Great weekend hanging out with my brother and friends in West Virginia. The weekend prompted me to think a bit about the decline and fall of the rafting industry, or, perhaps more accurately, the mergerization of the outdoor industry. Companies like Ace and Class VI have been moving away from their focus on rafting and working on capturing the most tourist dollars they can by keeping their customers on site.
They don’t do this by locking the parking lot. Instead, they offer clients, who have come a long way at a decent expenditure of money in paying for gas, opportunities for outdoor activities on their property, or with subcontractors. They run programs like horseback riding and mt. biking, of course, but they also do other things like canopy tours in the big trees in the Gorge (not old growth, but still massive) and fine dining. They have made some significant capital investments in these projects, of course, but for the most part they have been successful, as the industry has shrunk from 32 companies at its prime to 3 or 4 (I couldn’t actually figure out the exact count, although I’m sure the Park Service could).
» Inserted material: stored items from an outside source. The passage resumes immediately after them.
//! Structured logging initialisation.
//!
//! Installs a `tracing_subscriber` registry with an [`EnvFilter`] and a JSON
//! or pretty `fmt` layer. `RUST_LOG`, when set, takes precedence over the
//! configured level; `target_filter` adds comma-separated directives on top
//! (e.g. `brrtdispatch::router=warn,hyper=info`).
//!
//! Environment variables (applied by [`crate::config::ServiceConfig`]):
//!
//! | variable | meaning | default |
//! |---|---|---|
//! | `BRRTD_LOG_LEVEL` | trace, debug, info, warn, error | `info` |
//! | `BRRTD_LOG_FORMAT` | json or pretty | `json` |
//! | `BRRTD_LOG_TARGET_FILTER` | extra filter directives | none |

use anyhow::{Context, Result};
use serde::{Deserialize, Serialize};
use tracing::Level;
use tracing_subscriber::layer::SubscriberExt;
use tracing_subscriber::util::SubscriberInitExt;
use tracing_subscriber::{EnvFilter, Layer};

#[derive(Debug, Clone, Copy, PartialEq, Eq, Default, Serialize, Deserialize)]
#[serde(rename_all = "lowercase")]
pub enum LogFormat {
    #[default]
    Json,
    Pretty,
}

impl LogFormat {
    /// Anything other than `pretty` means JSON.
    #[must_use]
    pub fn parse(s: &str) -> Self {
        if s.trim().eq_ignore_ascii_case("pretty") {
            LogFormat::Pretty
        } else {
            LogFormat::Json
        }
    }
}

#[derive(Debug, Clone, PartialEq, Eq, Serialize, Deserialize)]
#[serde(default)]
pub struct LogConfig {
    pub level: String,
    pub format: LogFormat,
    pub target_filter: Option<String>,
    pub include_location: bool,
}

impl Default for LogConfig {
    fn default() -> Self {
        Self::default_prod()
    }
}

impl LogConfig {
    /// Pretty, debug level, with source locations.
    #[must_use]
    pub fn default_dev() -> Self {
        Self {
            level: "debug".to_string(),
            format: LogFormat::Pretty,
            target_filter: None,
            include_location: true,
        }
    }

    /// JSON at info level.
    #[must_use]
    pub fn default_prod() -> Self {
        Self {
            level: "info".to_string(),
            format: LogFormat::Json,
            target_filter: None,
            include_location: false,
        }
    }

    /// Configured level; unknown names fall back to `INFO`.
    #[must_use]
    pub fn level(&self) -> Level {
        match self.level.trim().to_ascii_lowercase().as_str() {
            "trace" => Level::TRACE,
            "debug" => Level::DEBUG,
            "warn" => Level::WARN,
            "error" => Level::ERROR,
            _ => Level::INFO,
        }
    }

    /// Build the filter: `RUST_LOG` if set, else the configured level, plus target directives.
    ///
    /// # Errors
    ///
    /// Fails on a malformed target directive.
    pub fn env_filter(&self) -> Result<EnvFilter> {
        let mut filter = EnvFilter::try_from_default_env()
            .unwrap_or_else(|_| EnvFilter::new(self.level().as_str()));

        if let Some(targets) = &self.target_filter {
            for directive in targets.split(',').map(str::trim).filter(|d| !d.is_empty()) {
                let parsed = directive
                    .parse()
                    .with_context(|| format!("invalid log filter directive '{directive}'"))?;
                filter = filter.add_directive(parsed);
            }
        }
        Ok(filter)
    }
}

/// Install the global subscriber.
///
/// # Errors
///
/// Fails on a malformed filter directive, or when a global subscriber is
/// already installed.
pub fn init_logging_with_config(config: &LogConfig) -> Result<()> {
    let env_filter = config.env_filter()?;

    let fmt_layer = match config.format {
        LogFormat::Json => tracing_subscriber::fmt::layer()
            .json()
            .with_current_span(true)
            .with_span_list(true)
            .with_target(true)
            .with_file(config.include_location)
            .with_line_number(config.include_location)
            .boxed(),
        LogFormat::Pretty => tracing_subscriber::fmt::layer()
            .pretty()
            .with_target(true)
            .with_file(config.include_location)
            .with_line_number(config.include_location)
            .boxed(),
    };

    tracing_subscriber::registry()
        .with(env_filter)
        .with(fmt_layer)
        .try_init()
        .context("Failed to initialize logging")?;

    tracing::info!(
        level = %config.level(),
        format = ?config.format,
        "Logging initialized"
    );
    Ok(())
}

#[cfg(test)]
mod tests {
    use super::*;

    #[test]
    fn test_format_parse() {
        assert_eq!(LogFormat::parse("pretty"), LogFormat::Pretty);
        assert_eq!(LogFormat::parse("PRETTY"), LogFormat::Pretty);
        assert_eq!(LogFormat::parse("json"), LogFormat::Json);
        assert_eq!(LogFormat::parse("anything"), LogFormat::Json);
    }

    #[test]
    fn test_level_fallback() {
        let mut config = LogConfig::default_prod();
        assert_eq!(config.level(), Level::INFO);
        config.level = "WARN".to_string();
        assert_eq!(config.level(), Level::WARN);
        config.level = "loud".to_string();
        assert_eq!(config.level(), Level::INFO);
    }

    #[test]
    fn test_dev_defaults() {
        let config = LogConfig::default_dev();
        assert_eq!(config.format, LogFormat::Pretty);
        assert_eq!(config.level(), Level::DEBUG);
        assert!(config.include_location);
    }

    #[test]
    fn test_bad_directive_is_an_error() {
        let config = LogConfig {
            target_filter: Some("brrtdispatch=verbose[".to_string()),
            ..LogConfig::default_prod()
        };
        assert!(config.env_filter().is_err());
    }

    #[test]
    fn test_second_init_fails() {
        let config = LogConfig::default_prod();
        // The first call may lose to another test's subscriber; the second never succeeds.
        let _ = init_logging_with_config(&config);
        assert!(init_logging_with_config(&config).is_err());
    }
}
The old-timer in me wants to whine and moan about the loss, and I definitely miss my old company (MRT RIP), but those good old days include bucket boats, guides not performing at their peak, whimsical and often hysterical management decisions, and companies that didn’t necessarily human life in the ways that one might expect (See Rivers, West Virginia whitewater rafting outfitters).
I never understood this reputation until I guided out west. A river manager who I applied for a job to (and ended up working for a bunch) said, upon looking at my application, “so, you worked in West Virginia, where they like to hurt people.” I nervously laughed, thinking this was some insult to the good people of the state, but he then explained to me that West Virginia guides tended to want their customers to have bad swims so that they could laugh at them, and while that had never been my leifmotif, or that of anyone who I hung out with, but I was never a full timer, always a weekend warrior who at best worked all the days of a vacation from my corporate gig, and I had witnessed some people not react as vociferously as I might have liked to try to rescue people in bad situations. This attitude was strictly a New or Lower Gauley one, but still, it was potentially damaging, and something that made me uncomfortable.
So, the move to a more corporate world (if we define corporate as being bound by rules and regulations) might not salve the anarchist in the raft guide/rock climber/adrenaline junkie soul, and might not be somehow true to what we perceive as the essential spirit of the wilderness, but it more accurately captures the American relationship with nature – a brief, glorious time of Edward Abbeyish immersion, one that perhaps glorified both the wilderness and the boys (and the movement was horribly male at its inception) who played in it but that now mimics our desire to inhabit the ghosts of those who came before, avoiding the physical labor and danger but whooping it up when the ‘fun’ comes.
Perhaps I’m more bitter than I originally thought.